Saved data entries
----------

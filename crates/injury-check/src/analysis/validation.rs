use super::domain::{InjuryInput, OnsetTiming, PainLocation, PainScale, PainType};
use serde_json::{Map, Value};

/// Rejection raised while turning a raw payload into an [`InjuryInput`].
///
/// The `Display` output is the human-readable detail returned to clients.
#[derive(Debug, Clone, PartialEq, Eq, thiserror::Error)]
pub enum ValidationError {
    #[error("Request body must be a JSON object.")]
    NotAnObject,
    #[error(
        "pain_scale must be an integer between {min} and {max}.",
        min = PainScale::MIN,
        max = PainScale::MAX
    )]
    PainScale,
    #[error("{field} must be one of: {}", .allowed.join(", "))]
    UnknownChoice {
        field: &'static str,
        allowed: Vec<&'static str>,
    },
}

impl ValidationError {
    /// Name of the offending field, when the rejection concerns one.
    pub fn field(&self) -> Option<&'static str> {
        match self {
            ValidationError::NotAnObject => None,
            ValidationError::PainScale => Some("pain_scale"),
            ValidationError::UnknownChoice { field, .. } => Some(field),
        }
    }
}

/// Validate an untyped payload, coercing `pain_scale` and the boolean answers.
pub fn validate_payload(payload: &Value) -> Result<InjuryInput, ValidationError> {
    let body = payload.as_object().ok_or(ValidationError::NotAnObject)?;

    let pain_scale = coerce_pain_scale(body.get("pain_scale")).ok_or(ValidationError::PainScale)?;
    let pain_location = choice(
        body,
        "pain_location",
        PainLocation::from_label,
        &PainLocation::ALL.map(PainLocation::label),
    )?;
    let pain_type = choice(
        body,
        "pain_type",
        PainType::from_label,
        &PainType::ALL.map(PainType::label),
    )?;
    let onset_timing = choice(
        body,
        "onset_timing",
        OnsetTiming::from_label,
        &OnsetTiming::ALL.map(OnsetTiming::label),
    )?;

    Ok(InjuryInput {
        pain_location,
        pain_type,
        pain_scale,
        radiates: flag(body, "radiates"),
        improved_after_warmup: flag(body, "improved_after_warmup"),
        sharp_during_lift: flag(body, "sharp_during_lift"),
        swelling: flag(body, "swelling"),
        previous_injury: flag(body, "previous_injury"),
        onset_timing,
        light_load_possible: flag(body, "light_load_possible"),
    })
}

/// JavaScript-style truthiness for loosely typed form answers.
pub fn truthy(value: &Value) -> bool {
    match value {
        Value::Null => false,
        Value::Bool(flag) => *flag,
        Value::Number(number) => number.as_f64().is_some_and(|n| n != 0.0 && !n.is_nan()),
        Value::String(text) => !text.is_empty(),
        Value::Array(_) | Value::Object(_) => true,
    }
}

fn flag(body: &Map<String, Value>, field: &str) -> bool {
    body.get(field).is_some_and(truthy)
}

fn coerce_pain_scale(value: Option<&Value>) -> Option<PainScale> {
    let number = match value? {
        Value::Number(number) => number.as_f64()?,
        Value::String(text) => text.trim().parse::<f64>().ok()?,
        _ => return None,
    };

    if !number.is_finite() || number.fract() != 0.0 {
        return None;
    }
    if number < f64::from(PainScale::MIN) || number > f64::from(PainScale::MAX) {
        return None;
    }
    PainScale::new(number as u8)
}

fn choice<T>(
    body: &Map<String, Value>,
    field: &'static str,
    parse: fn(&str) -> Option<T>,
    allowed: &[&'static str],
) -> Result<T, ValidationError> {
    body.get(field)
        .and_then(Value::as_str)
        .and_then(parse)
        .ok_or_else(|| ValidationError::UnknownChoice {
            field,
            allowed: allowed.to_vec(),
        })
}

----------

Take the entries and print them exactly. Keep every line.

filename crates/injury-check/src/analysis/validation.rs
use super::domain::{InjuryInput, OnsetTiming, PainLocation, PainScale, PainType};
use serde_json::{Map, Value};

/// Rejection raised while turning a raw payload into an [`InjuryInput`].
///
/// The `Display` output is the human-readable detail returned to clients.
#[derive(Debug, Clone, PartialEq, Eq, thiserror::Error)]
pub enum ValidationError {
    #[error("Request body must be a JSON object.")]
    NotAnObject,
    #[error(
        "pain_scale must be an integer between {min} and {max}.",
        min = PainScale::MIN,
        max = PainScale::MAX
    )]
    PainScale,
    #[error("{field} must be one of: {}", .allowed.join(", "))]
    UnknownChoice {
        field: &'static str,
        allowed: Vec<&'static str>,
    },
}

impl ValidationError {
    /// Name of the offending field, when the rejection concerns one.
    pub fn field(&self) -> Option<&'static str> {
        match self {
            ValidationError::NotAnObject => None,
            ValidationError::PainScale => Some("pain_scale"),
            ValidationError::UnknownChoice { field, .. } => Some(field),
        }
    }
}

/// Validate an untyped payload, coercing `pain_scale` and the boolean answers.
pub fn validate_payload(payload: &Value) -> Result<InjuryInput, ValidationError> {
    let body = payload.as_object().ok_or(ValidationError::NotAnObject)?;

    let pain_scale = coerce_pain_scale(body.get("pain_scale")).ok_or(ValidationError::PainScale)?;
    let pain_location = choice(
        body,
        "pain_location",
        PainLocation::from_label,
        &PainLocation::ALL.map(PainLocation::label),
    )?;
    let pain_type = choice(
        body,
        "pain_type",
        PainType::from_label,
        &PainType::ALL.map(PainType::label),
    )?;
    let onset_timing = choice(
        body,
        "onset_timing",
        OnsetTiming::from_label,
        &OnsetTiming::ALL.map(OnsetTiming::label),
    )?;

    Ok(InjuryInput {
        pain_location,
        pain_type,
        pain_scale,
        radiates: flag(body, "radiates"),
        improved_after_warmup: flag(body, "improved_after_warmup"),
        sharp_during_lift: flag(body, "sharp_during_lift"),
        swelling: flag(body, "swelling"),
        previous_injury: flag(body, "previous_injury"),
        onset_timing,
        light_load_possible: flag(body, "light_load_possible"),
    })
}

/// JavaScript-style truthiness for loosely typed form answers.
pub fn truthy(value: &Value) -> bool {
    match value {
        Value::Null => false,
        Value::Bool(flag) => *flag,
        Value::Number(number) => number.as_f64().is_some_and(|n| n != 0.0 && !n.is_nan()),
        Value::String(text) => !text.is_empty(),
        Value::Array(_) | Value::Object(_) => true,
    }
}

fn flag(body: &Map<String, Value>, field: &str) -> bool {
    body.get(field).is_some_and(truthy)
}

fn coerce_pain_scale(value: Option<&Value>) -> Option<PainScale> {
    let number = match value? {
        Value::Number(number) => number.as_f64()?,
        Value::String(text) => text.trim().parse::<f64>().ok()?,
        _ => return None,
    };

    if !number.is_finite() || number.fract() != 0.0 {
        return None;
    }
    if number < f64::from(PainScale::MIN) || number > f64::from(PainScale::MAX) {
        return None;
    }
    PainScale::new(number as u8)
}

fn choice<T>(
    body: &Map<String, Value>,
    field: &'static str,
    parse: fn(&str) -> Option<T>,
    allowed: &[&'static str],
) -> Result<T, ValidationError> {
    body.get(field)
        .and_then(Value::as_str)
        .and_then(parse)
        .ok_or_else(|| ValidationError::UnknownChoice {
            field,
            allowed: allowed.to_vec(),
        })
}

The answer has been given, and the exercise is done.